:: AIM OF THE TASK ::
Copy out each line in the material below that has the word "decoded".

:: INFORMATION GIVEN ::
//! Dotted setting keys.

use std::fmt;

use super::GroupId;

/// Separator between key segments.
pub const SEGMENT_SEPARATOR: char = '.';

/// A decoded setting key split into its dotted segments.
///
/// When a key has more than one segment, the first one names the group
/// (account) the setting belongs to. Keys without a dot are global settings.
#[derive(Debug, Clone, PartialEq, Eq, Hash)]
pub struct StructuredKey {
    segments: Vec<String>,
}

impl StructuredKey {
    /// Parses a decoded key.
    ///
    /// Never fails: a key without dots is a single segment, and empty
    /// segments are preserved so the key renders back unchanged.
    #[must_use]
    pub fn parse(key: &str) -> Self {
        Self {
            segments: key.split(SEGMENT_SEPARATOR).map(str::to_string).collect(),
        }
    }

    /// Returns all segments.
    #[must_use]
    pub fn segments(&self) -> &[String] {
        &self.segments
    }

    /// Returns the group identifier, if the key is group-scoped.
    #[must_use]
    pub fn group_segment(&self) -> Option<&str> {
        if self.segments.len() > 1 {
            self.segments.first().map(String::as_str)
        } else {
            None
        }
    }

    /// Returns the terminal segment.
    #[must_use]
    pub fn last_segment(&self) -> &str {
        self.segments.last().map_or("", String::as_str)
    }

    /// Returns true if the key is group-scoped and ends with `field`.
    #[must_use]
    pub fn is_group_field(&self, field: &str) -> bool {
        self.group_segment().is_some() && self.last_segment() == field
    }

    /// Replaces the group segment.
    ///
    /// Single-segment keys are returned unchanged.
    #[must_use]
    pub fn with_group(mut self, group: &GroupId) -> Self {
        if self.segments.len() > 1 {
            self.segments[0] = group.as_str().to_string();
        }
        self
    }
}

impl fmt::Display for StructuredKey {
    fn fmt(&self, f: &mut fmt::Formatter<'_>) -> fmt::Result {
        for (i, segment) in self.segments.iter().enumerate() {
            if i > 0 {
                write!(f, "{SEGMENT_SEPARATOR}")?;
            }
            f.write_str(segment)?;
        }
        Ok(())
    }
}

:: SOLUTION FOR THIS EXERCISE ::
/// A decoded setting key split into its dotted segments.
    /// Parses a decoded key.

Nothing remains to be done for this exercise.